The Fab Four is a Beatles tribute band. The band plays live and the members are all expert musicians and singers. The front three: Paul, George, and John can easily pass as the originals at least from where we sat in the seventh row. Their skinny legs and feet easily fill the pants and boots of the originals. The opening session begins as the presentation on the Ed Sullivan Show. Throughout the concert there is a mixture of original footage from the early years on the ballroom's large screens which flank
the stage. During the second session the group appears in Sgt. Pepper uniforms and then each has a chance to perform solos from the later years . . . except for Ringo. He only shines in one song as "the one and only Billy Shears."
Paul and John talked and joked with the audience and were outstanding. Actually, George (the only tribute musician from Liverpool )
should have played and sang more, but the crowd was well pleased with what they saw. Both women and men ended up dancing in front of the stage and at their seats. There were plenty of wistful smiles. In a pre-concert trivia quiz on the big screens, you could hear people sharing the answers with their friends. It was a little disconcerting seeing the disparity between The Fab Four appearing to be in their mid-twenties and never aging with the audience who have aged considerably over the forty odd years since Beatlemania.
Of course, John sang Imagine and talked about his death. The crowd loved his performance. Paul did a great job on several numbers like Hey, Jude and Yesterday, which was shown on the big screens in black and white and simply done by Paul alone on guitar. Very nice. They deserved a standing ovation, and they received several.

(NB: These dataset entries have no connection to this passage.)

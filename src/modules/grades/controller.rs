use axum::{
    Json,
    extract::{Path, Query, State},
    response::Response,
};
use tracing::instrument;

use schoolbase_core::AppError;
use schoolbase_models::ids::StudentId;

use super::model::{
    ClassReport, ClassReportParams, GradeList, MyGradesParams, ProgressPoint, ReportCard,
    ReportCardParams, TermParams, class_report_csv,
};
use super::service::GradeService;
use crate::export::csv_attachment;
use crate::middleware::auth::{RequireExams, RequireStudent};
use crate::modules::auth::controller::ErrorResponse;
use crate::modules::students::service::StudentService;
use crate::state::AppState;

/// Averages and pass rates overall and per subject
#[utoipa::path(
    get,
    path = "/api/grades/class-report",
    params(ClassReportParams),
    responses(
        (status = 200, description = "Class report", body = ClassReport),
        (status = 403, description = "Forbidden", body = ErrorResponse)
    ),
    security(("bearer_auth" = [])),
    tag = "Grades"
)]
#[instrument(skip(state))]
pub async fn get_class_report(
    State(state): State<AppState>,
    _guard: RequireExams,
    Query(params): Query<ClassReportParams>,
) -> Result<Json<ClassReport>, AppError> {
    Ok(Json(GradeService::class_report(&state.db, params).await?))
}

#[utoipa::path(
    get,
    path = "/api/grades/class-report/csv",
    params(ClassReportParams),
    responses(
        (status = 200, description = "Class report as CSV", content_type = "text/csv", body = String),
        (status = 403, description = "Forbidden", body = ErrorResponse)
    ),
    security(("bearer_auth" = [])),
    tag = "Grades"
)]
#[instrument(skip(state))]
pub async fn get_class_report_csv(
    State(state): State<AppState>,
    _guard: RequireExams,
    Query(params): Query<ClassReportParams>,
) -> Result<Response, AppError> {
    let report = GradeService::class_report(&state.db, params).await?;
    let filename = format!(
        "class_report_{}.csv",
        report.class_name.as_deref().unwrap_or("all")
    );
    Ok(csv_attachment(&filename, class_report_csv(&report)))
}

/// Own results, ordered by assessment date
#[utoipa::path(
    get,
    path = "/api/grades/my",
    params(MyGradesParams),
    responses(
        (status = 200, description = "Own grades", body = GradeList),
        (status = 403, description = "No linked student", body = ErrorResponse)
    ),
    security(("bearer_auth" = [])),
    tag = "Grades"
)]
#[instrument(skip(state))]
pub async fn my_grades(
    State(state): State<AppState>,
    RequireStudent(auth_user): RequireStudent,
    Query(params): Query<MyGradesParams>,
) -> Result<Json<GradeList>, AppError> {
    let student_id = StudentService::resolve_self(&state.db, &auth_user, None).await?;
    Ok(Json(GradeService::my_grades(&state.db, student_id, params).await?))
}

/// Average per term
#[utoipa::path(
    get,
    path = "/api/grades/my/progress",
    responses(
        (status = 200, description = "Progress by term", body = Vec<ProgressPoint>),
        (status = 403, description = "No linked student", body = ErrorResponse)
    ),
    security(("bearer_auth" = [])),
    tag = "Grades"
)]
#[instrument(skip(state))]
pub async fn my_progress(
    State(state): State<AppState>,
    RequireStudent(auth_user): RequireStudent,
) -> Result<Json<Vec<ProgressPoint>>, AppError> {
    let student_id = StudentService::resolve_self(&state.db, &auth_user, None).await?;
    Ok(Json(GradeService::progress(&state.db, student_id).await?))
}

/// Own report card; any `student_id` supplied is ignored
#[utoipa::path(
    get,
    path = "/api/grades/my/report-card",
    params(ReportCardParams),
    responses(
        (status = 200, description = "Report card", body = ReportCard),
        (status = 403, description = "No linked student", body = ErrorResponse)
    ),
    security(("bearer_auth" = [])),
    tag = "Grades"
)]
#[instrument(skip(state))]
pub async fn my_report_card(
    State(state): State<AppState>,
    RequireStudent(auth_user): RequireStudent,
    Query(params): Query<ReportCardParams>,
) -> Result<Json<ReportCard>, AppError> {
    let student_id =
        StudentService::resolve_self(&state.db, &auth_user, params.student_id).await?;
    Ok(Json(GradeService::report_card(&state.db, student_id, params.term).await?))
}

#[utoipa::path(
    get,
    path = "/api/grades/report-cards/classes/{class_name}/csv",
    params(
        ("class_name" = String, Path, description = "Class name"),
        TermParams
    ),
    responses(
        (status = 200, description = "Per-result CSV for the class", content_type = "text/csv", body = String),
        (status = 403, description = "Forbidden", body = ErrorResponse)
    ),
    security(("bearer_auth" = [])),
    tag = "Grades"
)]
#[instrument(skip(state))]
pub async fn class_report_cards_csv(
    State(state): State<AppState>,
    _guard: RequireExams,
    Path(class_name): Path<String>,
    Query(params): Query<TermParams>,
) -> Result<Response, AppError> {
    let results =
        GradeService::class_results_for_export(&state.db, &class_name, params.term).await?;
    Ok(csv_attachment(
        &format!("report_cards_{class_name}.csv"),
        super::model::class_report_cards_csv(&results),
    ))
}

#[utoipa::path(
    get,
    path = "/api/grades/report-cards/students/{id}/csv",
    params(
        ("id" = uuid::Uuid, Path, description = "Student ID"),
        TermParams
    ),
    responses(
        (status = 200, description = "Per-result CSV for the student", content_type = "text/csv", body = String),
        (status = 404, description = "Student not found", body = ErrorResponse)
    ),
    security(("bearer_auth" = [])),
    tag = "Grades"
)]
#[instrument(skip(state))]
pub async fn student_report_card_csv(
    State(state): State<AppState>,
    _guard: RequireExams,
    Path(id): Path<StudentId>,
    Query(params): Query<TermParams>,
) -> Result<Response, AppError> {
    let results = GradeService::student_results_for_export(&state.db, id, params.term).await?;
    Ok(csv_attachment(
        &format!("report_card_{id}.csv"),
        super::model::student_report_card_csv(&results),
    ))
}
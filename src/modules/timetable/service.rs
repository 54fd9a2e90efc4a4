use anyhow::{Context, anyhow};
use sqlx::PgPool;
use sqlx::types::Json;
use tracing::instrument;

use schoolbase_core::AppError;
use schoolbase_models::ids::{AllocationId, SlotId, StudentId};

use crate::modules::students::service::StudentService;
use crate::modules::timetable::model::{
    AllocationFilterParams, ConflictReport, CreateAllocationDto, CreateSlotDto, MyTimetable,
    SlotFilterParams, SubjectAllocation, TimetableConfig, TimetableSlot, UpdateAllocationDto,
    UpdateSlotDto, UpsertConfigDto, compute_conflicts,
};

const CONFIG_COLUMNS: &str = "id, term, start_time, period_minutes, days, blocks, updated_at";

const ALLOCATION_COLUMNS: &str =
    "id, term, class_name, subject, required_per_week, teacher_id, created_at";

const SLOT_COLUMNS: &str =
    "id, term, day_of_week, period_index, class_name, subject, room, teacher_id, created_at";

fn map_slot_error(e: sqlx::Error) -> AppError {
    if schoolbase_db::is_unique_violation(&e) {
        return AppError::conflict(anyhow!(
            "That class already has a lesson in this period"
        ));
    }
    if schoolbase_db::is_foreign_key_violation(&e) {
        return AppError::not_found(anyhow!("Teacher not found"));
    }
    AppError::database(e)
}

fn map_allocation_error(e: sqlx::Error) -> AppError {
    if schoolbase_db::is_unique_violation(&e) {
        return AppError::conflict(anyhow!(
            "This subject is already allocated to the class for the term"
        ));
    }
    if schoolbase_db::is_foreign_key_violation(&e) {
        return AppError::not_found(anyhow!("Teacher not found"));
    }
    AppError::database(e)
}

pub struct TimetableService;

impl TimetableService {
    #[instrument(skip(db))]
    pub async fn get_config(db: &PgPool, term: &str) -> Result<TimetableConfig, AppError> {
        Self::find_config(db, term)
            .await?
            .ok_or_else(|| AppError::not_found(anyhow!("No timetable configured for {}", term)))
    }

    async fn find_config(db: &PgPool, term: &str) -> Result<Option<TimetableConfig>, AppError> {
        sqlx::query_as::<_, TimetableConfig>(&format!(
            "SELECT {CONFIG_COLUMNS} FROM timetable_configs WHERE term = $1"
        ))
        .bind(term)
        .fetch_optional(db)
        .await
        .context("Failed to fetch timetable config")
        .map_err(AppError::database)
    }

    /// One config per term; a second write replaces the first.
    #[instrument(skip(db, dto), fields(term = %dto.term))]
    pub async fn upsert_config(db: &PgPool, dto: UpsertConfigDto) -> Result<TimetableConfig, AppError> {
        let blocks = if dto.blocks.is_null() {
            serde_json::json!([])
        } else {
            dto.blocks
        };

        let config = sqlx::query_as::<_, TimetableConfig>(&format!(
            r#"
            INSERT INTO timetable_configs (term, start_time, period_minutes, days, blocks)
            VALUES ($1, $2, $3, $4, $5)
            ON CONFLICT (term) DO UPDATE
            SET start_time = EXCLUDED.start_time,
                period_minutes = EXCLUDED.period_minutes,
                days = EXCLUDED.days,
                blocks = EXCLUDED.blocks,
                updated_at = NOW()
            RETURNING {CONFIG_COLUMNS}
            "#
        ))
        .bind(dto.term.trim())
        .bind(&dto.start_time)
        .bind(dto.period_minutes)
        .bind(Json(&dto.days))
        .bind(Json(blocks))
        .fetch_one(db)
        .await
        .context("Failed to save timetable config")
        .map_err(AppError::database)?;

        Ok(config)
    }

    #[instrument(skip(db, dto))]
    pub async fn create_allocation(
        db: &PgPool,
        dto: CreateAllocationDto,
    ) -> Result<SubjectAllocation, AppError> {
        sqlx::query_as::<_, SubjectAllocation>(&format!(
            r#"
            INSERT INTO subject_allocations (term, class_name, subject, required_per_week, teacher_id)
            VALUES ($1, $2, $3, $4, $5)
            RETURNING {ALLOCATION_COLUMNS}
            "#
        ))
        .bind(dto.term.trim())
        .bind(dto.class_name.trim())
        .bind(dto.subject.trim())
        .bind(dto.required_per_week)
        .bind(dto.teacher_id)
        .fetch_one(db)
        .await
        .map_err(map_allocation_error)
    }

    #[instrument(skip(db))]
    pub async fn list_allocations(
        db: &PgPool,
        filters: AllocationFilterParams,
    ) -> Result<Vec<SubjectAllocation>, AppError> {
        let allocations = sqlx::query_as::<_, SubjectAllocation>(&format!(
            r#"
            SELECT {ALLOCATION_COLUMNS}
            FROM subject_allocations
            WHERE ($1::text IS NULL OR term = $1)
              AND ($2::text IS NULL OR class_name = $2)
            ORDER BY term, class_name, subject
            "#
        ))
        .bind(&filters.term)
        .bind(&filters.class_name)
        .fetch_all(db)
        .await
        .context("Failed to fetch allocations")
        .map_err(AppError::database)?;

        Ok(allocations)
    }

    #[instrument(skip(db, dto))]
    pub async fn update_allocation(
        db: &PgPool,
        id: AllocationId,
        dto: UpdateAllocationDto,
    ) -> Result<SubjectAllocation, AppError> {
        sqlx::query_as::<_, SubjectAllocation>(&format!(
            r#"
            UPDATE subject_allocations
            SET required_per_week = COALESCE($2, required_per_week),
                teacher_id = COALESCE($3, teacher_id)
            WHERE id = $1
            RETURNING {ALLOCATION_COLUMNS}
            "#
        ))
        .bind(id)
        .bind(dto.required_per_week)
        .bind(dto.teacher_id)
        .fetch_optional(db)
        .await
        .map_err(map_allocation_error)?
        .ok_or_else(|| AppError::not_found(anyhow!("Allocation not found")))
    }

    #[instrument(skip(db))]
    pub async fn delete_allocation(db: &PgPool, id: AllocationId) -> Result<(), AppError> {
        let result = sqlx::query("DELETE FROM subject_allocations WHERE id = $1")
            .bind(id)
            .execute(db)
            .await
            .context("Failed to delete allocation")
            .map_err(AppError::database)?;

        if result.rows_affected() == 0 {
            return Err(AppError::not_found(anyhow!("Allocation not found")));
        }
        Ok(())
    }

    #[instrument(skip(db, dto))]
    pub async fn create_slot(db: &PgPool, dto: CreateSlotDto) -> Result<TimetableSlot, AppError> {
        let slot = sqlx::query_as::<_, TimetableSlot>(&format!(
            r#"
            INSERT INTO timetable_slots (term, day_of_week, period_index, class_name, subject, room, teacher_id)
            VALUES ($1, $2, $3, $4, $5, $6, $7)
            RETURNING {SLOT_COLUMNS}
            "#
        ))
        .bind(dto.term.trim())
        .bind(dto.day_of_week)
        .bind(dto.period_index)
        .bind(dto.class_name.trim())
        .bind(dto.subject.trim())
        .bind(dto.room.as_deref().map(str::trim))
        .bind(dto.teacher_id)
        .fetch_one(db)
        .await
        .map_err(map_slot_error)?;

        tracing::info!(slot_id = %slot.id, "Timetable slot created");
        Ok(slot)
    }

    #[instrument(skip(db))]
    pub async fn list_slots(
        db: &PgPool,
        filters: SlotFilterParams,
    ) -> Result<Vec<TimetableSlot>, AppError> {
        let slots = sqlx::query_as::<_, TimetableSlot>(&format!(
            r#"
            SELECT {SLOT_COLUMNS}
            FROM timetable_slots
            WHERE ($1::text IS NULL OR term = $1)
              AND ($2::text IS NULL OR class_name = $2)
              AND ($3::text IS NULL OR day_of_week = $3)
              AND ($4::uuid IS NULL OR teacher_id = $4)
            ORDER BY term, class_name, day_of_week, period_index
            "#
        ))
        .bind(&filters.term)
        .bind(&filters.class_name)
        .bind(filters.day_of_week)
        .bind(filters.teacher_id)
        .fetch_all(db)
        .await
        .context("Failed to fetch timetable slots")
        .map_err(AppError::database)?;

        Ok(slots)
    }

    #[instrument(skip(db, dto))]
    pub async fn update_slot(
        db: &PgPool,
        id: SlotId,
        dto: UpdateSlotDto,
    ) -> Result<TimetableSlot, AppError> {
        sqlx::query_as::<_, TimetableSlot>(&format!(
            r#"
            UPDATE timetable_slots
            SET day_of_week = COALESCE($2, day_of_week),
                period_index = COALESCE($3, period_index),
                subject = COALESCE($4, subject),
                room = COALESCE($5, room),
                teacher_id = COALESCE($6, teacher_id)
            WHERE id = $1
            RETURNING {SLOT_COLUMNS}
            "#
        ))
        .bind(id)
        .bind(dto.day_of_week)
        .bind(dto.period_index)
        .bind(dto.subject.as_deref().map(str::trim))
        .bind(dto.room.as_deref().map(str::trim))
        .bind(dto.teacher_id)
        .fetch_optional(db)
        .await
        .map_err(map_slot_error)?
        .ok_or_else(|| AppError::not_found(anyhow!("Timetable slot not found")))
    }

    #[instrument(skip(db))]
    pub async fn delete_slot(db: &PgPool, id: SlotId) -> Result<(), AppError> {
        let result = sqlx::query("DELETE FROM timetable_slots WHERE id = $1")
            .bind(id)
            .execute(db)
            .await
            .context("Failed to delete timetable slot")
            .map_err(AppError::database)?;

        if result.rows_affected() == 0 {
            return Err(AppError::not_found(anyhow!("Timetable slot not found")));
        }
        Ok(())
    }

    /// Loads every slot and allocation of `term` and runs the conflict engine.
    #[instrument(skip(db))]
    pub async fn conflicts(db: &PgPool, term: &str) -> Result<ConflictReport, AppError> {
        let slots = Self::list_slots(
            db,
            SlotFilterParams {
                term: Some(term.to_string()),
                ..Default::default()
            },
        )
        .await?;
        let allocations = Self::list_allocations(
            db,
            AllocationFilterParams {
                term: Some(term.to_string()),
                class_name: None,
            },
        )
        .await?;

        let conflicts = compute_conflicts(&slots, &allocations);
        tracing::info!(term, conflicts = conflicts.len(), "Timetable conflicts computed");
        Ok(ConflictReport::new(term.to_string(), conflicts))
    }

    /// The timetable of the student's current class.
    #[instrument(skip(db))]
    pub async fn student_timetable(
        db: &PgPool,
        student_id: StudentId,
        term: &str,
    ) -> Result<MyTimetable, AppError> {
        let student = StudentService::get_student(db, student_id).await?;
        let class_name = student
            .class_name
            .filter(|c| !c.trim().is_empty())
            .ok_or_else(|| AppError::forbidden("No class assigned to your student record"))?;

        let slots = Self::list_slots(
            db,
            SlotFilterParams {
                term: Some(term.to_string()),
                class_name: Some(class_name.clone()),
                ..Default::default()
            },
        )
        .await?;
        let config = Self::find_config(db, term).await?;

        Ok(MyTimetable::build(
            term.to_string(),
            class_name,
            slots,
            config.as_ref(),
        ))
    }
}
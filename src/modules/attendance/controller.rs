use axum::{
    Json,
    extract::{Path, Query, State},
};
use tracing::instrument;

use schoolbase_core::AppError;
use schoolbase_models::ids::StudentId;

use super::model::{
    Attendance, AttendanceSheet, AttendanceSheetParams, DateRangeParams, MarkAttendanceDto,
    MarkAttendanceResponse, StreakSummary,
};
use super::service::AttendanceService;
use crate::middleware::auth::{RequireAttendance, RequireStudent};
use crate::modules::auth::controller::ErrorResponse;
use crate::modules::students::service::StudentService;
use crate::state::AppState;
use crate::validator::ValidatedJson;

/// Class roster for a day with any recorded marks
#[utoipa::path(
    get,
    path = "/api/attendance",
    params(AttendanceSheetParams),
    responses(
        (status = 200, description = "Attendance sheet", body = AttendanceSheet),
        (status = 400, description = "Missing or malformed date", body = ErrorResponse),
        (status = 403, description = "Forbidden", body = ErrorResponse)
    ),
    security(("bearer_auth" = [])),
    tag = "Attendance"
)]
#[instrument(skip(state))]
pub async fn get_sheet(
    State(state): State<AppState>,
    _guard: RequireAttendance,
    Query(params): Query<AttendanceSheetParams>,
) -> Result<Json<AttendanceSheet>, AppError> {
    Ok(Json(AttendanceService::get_sheet(&state.db, params).await?))
}

/// Record marks for a day; re-marking a student overwrites
#[utoipa::path(
    post,
    path = "/api/attendance",
    request_body = MarkAttendanceDto,
    responses(
        (status = 200, description = "Marks saved", body = MarkAttendanceResponse),
        (status = 404, description = "Student not found", body = ErrorResponse),
        (status = 422, description = "Validation error", body = ErrorResponse)
    ),
    security(("bearer_auth" = [])),
    tag = "Attendance"
)]
#[instrument(skip(state, dto))]
pub async fn mark_attendance(
    State(state): State<AppState>,
    _guard: RequireAttendance,
    ValidatedJson(dto): ValidatedJson<MarkAttendanceDto>,
) -> Result<Json<MarkAttendanceResponse>, AppError> {
    let response = AttendanceService::mark_attendance(&state.db, &*state.notifier, dto).await?;
    Ok(Json(response))
}

#[utoipa::path(
    get,
    path = "/api/attendance/my",
    params(DateRangeParams),
    responses(
        (status = 200, description = "Own attendance, newest first", body = Vec<Attendance>),
        (status = 403, description = "No linked student", body = ErrorResponse)
    ),
    security(("bearer_auth" = [])),
    tag = "Attendance"
)]
#[instrument(skip(state))]
pub async fn my_attendance(
    State(state): State<AppState>,
    RequireStudent(auth_user): RequireStudent,
    Query(range): Query<DateRangeParams>,
) -> Result<Json<Vec<Attendance>>, AppError> {
    let student_id = StudentService::resolve_self(&state.db, &auth_user, None).await?;
    Ok(Json(AttendanceService::student_history(&state.db, student_id, range).await?))
}

/// Runs of consecutive identical marks
#[utoipa::path(
    get,
    path = "/api/attendance/students/{id}/streaks",
    params(("id" = uuid::Uuid, Path, description = "Student ID")),
    responses(
        (status = 200, description = "Attendance streaks", body = StreakSummary),
        (status = 404, description = "Student not found", body = ErrorResponse)
    ),
    security(("bearer_auth" = [])),
    tag = "Attendance"
)]
#[instrument(skip(state))]
pub async fn get_streaks(
    State(state): State<AppState>,
    _guard: RequireAttendance,
    Path(id): Path<StudentId>,
) -> Result<Json<StreakSummary>, AppError> {
    Ok(Json(AttendanceService::streaks(&state.db, id).await?))
}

On the way back home, as we sat in the dark we joked about life and mentioned songs that were not sung at the concert. Each had their favorites and we all knew that
it would have been an all day and all night affair if The Fab Four had played every single song recorded by The Beatles. From a selection of YouTube videos it appears they must change the songs around to give a different look and feel for each concert, while retaining the mystique. It was a nice evening, and a nice way to celebrate the marriage of friends.